TASK INSTRUCTIONS: Find and copy the lines in the records beneath this task that contain the word "types".

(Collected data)
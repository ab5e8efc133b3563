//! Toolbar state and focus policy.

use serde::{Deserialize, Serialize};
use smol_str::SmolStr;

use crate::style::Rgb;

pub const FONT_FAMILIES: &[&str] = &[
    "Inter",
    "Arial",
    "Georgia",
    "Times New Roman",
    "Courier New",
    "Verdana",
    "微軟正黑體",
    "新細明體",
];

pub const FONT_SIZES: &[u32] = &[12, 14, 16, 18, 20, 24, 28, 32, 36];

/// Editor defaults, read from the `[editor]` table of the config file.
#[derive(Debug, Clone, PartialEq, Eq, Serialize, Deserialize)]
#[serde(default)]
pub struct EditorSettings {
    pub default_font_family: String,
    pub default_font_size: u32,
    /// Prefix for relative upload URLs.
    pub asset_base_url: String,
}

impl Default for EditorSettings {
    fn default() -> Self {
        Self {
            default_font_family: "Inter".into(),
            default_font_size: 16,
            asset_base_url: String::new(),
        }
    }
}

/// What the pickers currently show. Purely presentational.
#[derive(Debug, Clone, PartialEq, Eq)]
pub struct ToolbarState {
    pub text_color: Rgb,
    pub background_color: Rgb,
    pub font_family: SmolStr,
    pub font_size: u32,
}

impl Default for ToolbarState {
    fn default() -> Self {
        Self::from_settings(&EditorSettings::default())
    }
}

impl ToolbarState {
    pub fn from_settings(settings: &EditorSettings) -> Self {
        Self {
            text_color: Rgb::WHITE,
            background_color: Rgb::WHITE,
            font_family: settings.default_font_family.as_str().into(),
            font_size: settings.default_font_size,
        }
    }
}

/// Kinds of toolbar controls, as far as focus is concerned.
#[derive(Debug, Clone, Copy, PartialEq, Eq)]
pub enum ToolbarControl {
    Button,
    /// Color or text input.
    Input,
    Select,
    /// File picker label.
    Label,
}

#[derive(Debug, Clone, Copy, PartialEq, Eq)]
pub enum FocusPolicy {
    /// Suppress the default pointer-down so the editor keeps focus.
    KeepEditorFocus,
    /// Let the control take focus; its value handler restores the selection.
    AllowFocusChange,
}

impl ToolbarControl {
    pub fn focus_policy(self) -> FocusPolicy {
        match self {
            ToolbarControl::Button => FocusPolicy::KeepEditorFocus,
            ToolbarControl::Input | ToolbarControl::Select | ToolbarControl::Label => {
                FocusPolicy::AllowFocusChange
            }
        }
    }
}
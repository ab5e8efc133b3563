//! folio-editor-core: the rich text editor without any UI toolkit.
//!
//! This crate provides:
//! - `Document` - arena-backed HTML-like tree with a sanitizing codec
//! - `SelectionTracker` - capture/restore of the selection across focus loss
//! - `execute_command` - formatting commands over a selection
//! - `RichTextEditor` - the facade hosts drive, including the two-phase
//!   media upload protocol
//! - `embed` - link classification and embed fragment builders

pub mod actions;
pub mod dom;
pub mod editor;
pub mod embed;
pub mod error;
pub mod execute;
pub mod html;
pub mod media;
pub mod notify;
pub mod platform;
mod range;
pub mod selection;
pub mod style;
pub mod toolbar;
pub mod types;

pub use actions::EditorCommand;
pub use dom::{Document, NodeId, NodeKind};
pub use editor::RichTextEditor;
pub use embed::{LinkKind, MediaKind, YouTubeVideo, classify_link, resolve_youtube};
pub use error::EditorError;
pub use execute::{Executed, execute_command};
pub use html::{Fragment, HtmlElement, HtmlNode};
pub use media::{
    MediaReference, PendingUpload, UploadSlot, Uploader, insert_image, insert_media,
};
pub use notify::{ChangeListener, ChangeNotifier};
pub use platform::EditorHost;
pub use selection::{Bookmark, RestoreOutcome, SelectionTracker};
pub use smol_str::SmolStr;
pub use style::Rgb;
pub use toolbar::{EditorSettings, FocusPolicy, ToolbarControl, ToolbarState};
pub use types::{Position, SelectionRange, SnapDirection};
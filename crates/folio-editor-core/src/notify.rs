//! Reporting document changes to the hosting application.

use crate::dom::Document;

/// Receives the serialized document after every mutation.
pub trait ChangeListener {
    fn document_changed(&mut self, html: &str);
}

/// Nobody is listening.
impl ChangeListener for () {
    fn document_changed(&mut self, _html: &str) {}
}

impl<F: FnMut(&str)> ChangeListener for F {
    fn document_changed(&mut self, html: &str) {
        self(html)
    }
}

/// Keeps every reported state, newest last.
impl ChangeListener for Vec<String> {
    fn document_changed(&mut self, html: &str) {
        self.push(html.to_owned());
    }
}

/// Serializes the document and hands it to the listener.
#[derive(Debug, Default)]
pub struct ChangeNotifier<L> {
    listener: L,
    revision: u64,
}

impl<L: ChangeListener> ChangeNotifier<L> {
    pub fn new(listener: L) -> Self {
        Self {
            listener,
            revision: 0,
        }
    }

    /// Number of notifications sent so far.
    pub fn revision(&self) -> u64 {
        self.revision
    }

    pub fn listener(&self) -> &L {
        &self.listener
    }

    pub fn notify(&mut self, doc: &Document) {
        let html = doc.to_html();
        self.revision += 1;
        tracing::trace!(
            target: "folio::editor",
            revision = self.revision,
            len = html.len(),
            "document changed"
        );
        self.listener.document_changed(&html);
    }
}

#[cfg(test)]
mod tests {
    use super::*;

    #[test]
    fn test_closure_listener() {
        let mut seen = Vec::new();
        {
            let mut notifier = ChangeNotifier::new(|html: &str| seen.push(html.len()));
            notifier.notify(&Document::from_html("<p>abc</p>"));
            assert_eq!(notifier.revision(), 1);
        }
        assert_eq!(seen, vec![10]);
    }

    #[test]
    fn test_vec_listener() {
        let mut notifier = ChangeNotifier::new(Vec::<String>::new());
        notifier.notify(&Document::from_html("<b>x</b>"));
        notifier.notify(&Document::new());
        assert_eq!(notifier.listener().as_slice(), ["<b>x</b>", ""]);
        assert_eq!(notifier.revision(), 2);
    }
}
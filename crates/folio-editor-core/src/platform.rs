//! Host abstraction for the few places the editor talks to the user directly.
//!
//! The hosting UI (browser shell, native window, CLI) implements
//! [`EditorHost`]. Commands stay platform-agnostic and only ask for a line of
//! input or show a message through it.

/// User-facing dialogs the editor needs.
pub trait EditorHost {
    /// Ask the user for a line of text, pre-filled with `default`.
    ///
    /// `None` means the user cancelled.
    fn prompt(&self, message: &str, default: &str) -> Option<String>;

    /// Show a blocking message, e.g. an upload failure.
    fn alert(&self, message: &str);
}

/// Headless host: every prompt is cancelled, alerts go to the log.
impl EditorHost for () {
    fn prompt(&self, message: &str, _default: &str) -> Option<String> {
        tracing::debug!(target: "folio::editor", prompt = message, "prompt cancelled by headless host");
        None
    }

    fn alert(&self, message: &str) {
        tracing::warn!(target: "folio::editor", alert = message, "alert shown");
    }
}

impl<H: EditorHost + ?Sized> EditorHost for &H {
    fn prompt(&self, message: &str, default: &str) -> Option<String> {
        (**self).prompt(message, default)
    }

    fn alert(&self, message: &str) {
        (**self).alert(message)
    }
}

OUTPUT FOR THIS EXERCISE:
pub mod types;
pub use types::{Position, SelectionRange, SnapDirection};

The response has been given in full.